A-n o-r-d-i-n-a-r-y m-y-s-t‑i-c. I had to let the words sink in. I never would have known it but it certainly now made sense.

 

Even while naively trying to make myself worthy of being chosen, I had mistakenly thought mysticism meant acquiring esoteric knowledge or having rarefied experiences—but where were the wisdom and the supersized feelings? That’s why I was discouraged.

 

After more than thirty years since sitting down with that spiritual director, I’ve discovered mysticism is more commonplace than I originally thought.

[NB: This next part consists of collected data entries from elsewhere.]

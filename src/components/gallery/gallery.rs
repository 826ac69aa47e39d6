//! Topic gallery router.
//!
//! Starts unselected and shows every topic as a card. Choosing a card drills
//! into its panel; "Back to Topics" returns to the gallery. The selection is
//! local to this component, so leaving the examples section resets it.

use std::sync::Arc;

use leptos::prelude::*;
use leptos_icons::Icon;

use super::TopicCard;
use crate::app::AppContext;
use crate::components::icons as ic;
use crate::components::panel::MarkdownPanel;
use crate::models::{Catalog, GallerySelection, GalleryView, PanelKey, Section, Topic};
use crate::utils::format::questions_badge;

stylance::import_crate_style!(css, "src/components/gallery/gallery.module.css");

/// Nested router for the examples section.
#[component]
pub fn TopicGallery() -> impl IntoView {
    let ctx = use_context::<AppContext>().expect("AppContext must be provided");
    let topics = ctx.catalogs.topics;

    let selection = RwSignal::new(GallerySelection::default());

    // `None` while the gallery is shown
    let open_topic = {
        let topics = topics.clone();
        Memo::new(move |_| {
            selection.with(|s| match s.resolve(&topics) {
                GalleryView::Gallery => None,
                GalleryView::Panel(entry) => Some(entry.panel),
            })
        })
    };

    let on_select = Callback::new(move |id: String| {
        log::debug!("topic: open {id}");
        selection.update(|s| s.select(id));
    });

    let go_back = Callback::new(move |_: ()| {
        log::debug!("topic: back to gallery");
        selection.update(GallerySelection::go_back);
    });

    view! {
        <div class=css::gallery>
            {move || match open_topic.get() {
                None => view! {
                    <GalleryIndex catalog=topics.clone() on_select=on_select />
                }
                .into_any(),
                Some(topic) => view! {
                    <TopicView topic=topic on_back=go_back />
                }
                .into_any(),
            }}
        </div>
    }
}

/// A single topic with the back affordance.
#[component]
fn TopicView(topic: Topic, on_back: Callback<()>) -> impl IntoView {
    view! {
        <div class=css::topic>
            <button class=css::backButton on:click=move |_| on_back.run(())>
                <Icon icon=ic::CHEVRON_LEFT />
                "Back to Topics"
            </button>
            <MarkdownPanel source=topic.source() />
        </div>
    }
}

/// Gallery of topic cards with summary and study notes.
#[component]
fn GalleryIndex(catalog: Arc<Catalog<Topic>>, on_select: Callback<String>) -> impl IntoView {
    let total_questions = catalog.total_questions();
    let categories = catalog.len();

    let cards = catalog
        .entries()
        .iter()
        .map(|entry| view! { <TopicCard entry=entry.clone() on_select=on_select /> })
        .collect_view();

    view! {
        <header class=css::intro>
            <MarkdownPanel source=Section::Examples.source() />
        </header>

        <section class=css::summary>
            <h3 class=css::summaryTitle>"What's Inside?"</h3>
            <div class=css::stats>
                <div class=css::stat>
                    <strong class=css::statValue>{format!("{}+", total_questions)}</strong>
                    <span>"Interview Questions"</span>
                </div>
                <div class=css::stat>
                    <strong class=css::statValue>{categories}</strong>
                    <span>"Topic Categories"</span>
                </div>
                <div class=css::stat>
                    <strong class=css::statValue>{questions_badge(total_questions)}</strong>
                    <span>"With Answers"</span>
                </div>
            </div>
        </section>

        <div class=css::grid>{cards}</div>

        <section class=css::howTo>
            <h3>"How to Use This Section"</h3>
            <ol>
                <li><strong>"Click on any topic card"</strong>" above to see its interview questions"</li>
                <li><strong>"Each question includes"</strong>" a short answer, key points and code snippets"</li>
                <li><strong>"Use the \"Back to Topics\" button"</strong>" to return to this page"</li>
            </ol>
        </section>

        <section class=css::tips>
            <h3 class=css::tipsTitle>
                <Icon icon=ic::TIP />
                "Quick Tips for Interview Success"
            </h3>
            <div class=css::tipGrid>
                <Tip title="Understand, don't memorize">
                    "Focus on understanding concepts rather than memorizing code"
                </Tip>
                <Tip title="Practice explaining">
                    "Explain concepts out loud as if teaching someone"
                </Tip>
                <Tip title="Know the \"why\"">
                    "Understand why a pattern or solution is recommended"
                </Tip>
                <Tip title="Hands-on practice">
                    "Build projects to reinforce concepts and gain real experience"
                </Tip>
            </div>
        </section>
    }
}

#[component]
fn Tip(title: &'static str, children: Children) -> impl IntoView {
    view! {
        <div class=css::tip>
            <strong>{title}</strong>
            <p>{children()}</p>
        </div>
    }
}
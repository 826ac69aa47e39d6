//! Utility modules for rendering and display.
//!
//! Provides:
//! - [`markdown_to_html`] - Markdown rendering with XSS sanitization
//! - [`format`] - Label and badge formatting

pub mod format;
mod markdown;

pub use markdown::markdown_to_html;
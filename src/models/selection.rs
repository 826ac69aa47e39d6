//! Selection state for the two content routers.
//!
//! Both types hold a raw id rather than a catalog reference, so a stale or
//! unknown id is representable. Resolution against a [`Catalog`] applies the
//! fallback policy:
//!
//! - [`TabSelection`] falls back to the catalog's default entry
//! - [`GallerySelection`] falls back to the gallery view

use super::{Catalog, CatalogEntry, PanelKey};

// ============================================================================
// TabSelection
// ============================================================================

/// Selection of the top-level router. Always holds an id.
#[derive(Clone, Debug, PartialEq, Eq)]
pub struct TabSelection {
    id: String,
}

impl TabSelection {
    /// Start at the catalog's default entry.
    pub fn new<P: PanelKey>(catalog: &Catalog<P>) -> Self {
        Self {
            id: catalog.default_entry().id.clone(),
        }
    }

    /// Select an entry by id. Unknown ids are accepted and resolve to the default.
    pub fn select(&mut self, id: impl Into<String>) {
        self.id = id.into();
    }

    /// The raw selected id, which may not resolve.
    pub fn id(&self) -> &str {
        &self.id
    }

    /// Entry to display: the selected one, or the default when the id is unknown.
    pub fn resolve<'c, P: PanelKey>(&self, catalog: &'c Catalog<P>) -> &'c CatalogEntry<P> {
        catalog
            .get(&self.id)
            .unwrap_or_else(|| catalog.default_entry())
    }

    /// Whether the control for `id` should be marked active.
    ///
    /// True for exactly one entry of the catalog: the resolved one.
    pub fn is_active<P: PanelKey>(&self, catalog: &Catalog<P>, id: &str) -> bool {
        self.resolve(catalog).id == id
    }
}

// ============================================================================
// GallerySelection
// ============================================================================

/// Selection of the nested router: a gallery until a topic is chosen.
#[derive(Clone, Debug, Default, PartialEq, Eq)]
pub enum GallerySelection {
    /// Nothing chosen yet; the gallery is shown
    #[default]
    Unselected,
    /// A topic id was chosen (possibly unknown)
    Selected(String),
}

/// What the nested router displays.
#[derive(Clone, Copy, Debug, PartialEq, Eq)]
pub enum GalleryView<'c, P> {
    /// Card gallery of every entry
    Gallery,
    /// Panel of a single entry
    Panel(&'c CatalogEntry<P>),
}

impl GallerySelection {
    /// Drill into an entry.
    pub fn select(&mut self, id: impl Into<String>) {
        *self = Self::Selected(id.into());
    }

    /// Return to the gallery.
    pub fn go_back(&mut self) {
        *self = Self::Unselected;
    }

    /// The gallery when unselected or when the selected id is unknown.
    pub fn resolve<'c, P: PanelKey>(&self, catalog: &'c Catalog<P>) -> GalleryView<'c, P> {
        match self {
            Self::Unselected => GalleryView::Gallery,
            Self::Selected(id) => catalog
                .get(id)
                .map_or(GalleryView::Gallery, GalleryView::Panel),
        }
    }
}

// ============================================================================
// Tests
// ============================================================================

It is living with sensitivity to the divine presence and responding to God’s ardent longing and enthusiastic invitation to a deeper relationship at this very moment: in a burning bush as happened to Moses, in the tiny whisper of a sound as Elijah experienced, in the call to come out of hiding like Zacchaeus, in the mysterious stranger who suddenly appears and offers hope as one did with two disciples walking to Emmaus.

 

Mystics teach us to celebrate Jesus’ offer of forgiveness right here, right now, and not live in the past, submerged in guilt over sinful actions. Mystics have distractions in prayer—Teresa of Avila mentions times when, during prayer, her attention was focused more on the grains of sand in the hourglass than the crucifix—but they acknowledge and respect distractions as potential teachers in the spiritual life. Mystics pray from their current feelings, even the ones other people consider inappropriate to express to God—think again of Teresa falling out of the carriage. Mystics sometimes lose the feeling of having God in their life—John of the Cross called it the “dark night” and Mother Teresa of Calcutta experienced it for almost fifty years. Mystics are waitresses, welders, writers, and web designers who heartily respond to the direct and enthusiastic invitation of Jesus, “Come, follow me.” It’s the ordinary call singularly offered to all. The mystics’ journey is, in fact, the disciples’ journey: “We’re all called to be mystics,” as my spiritual director said.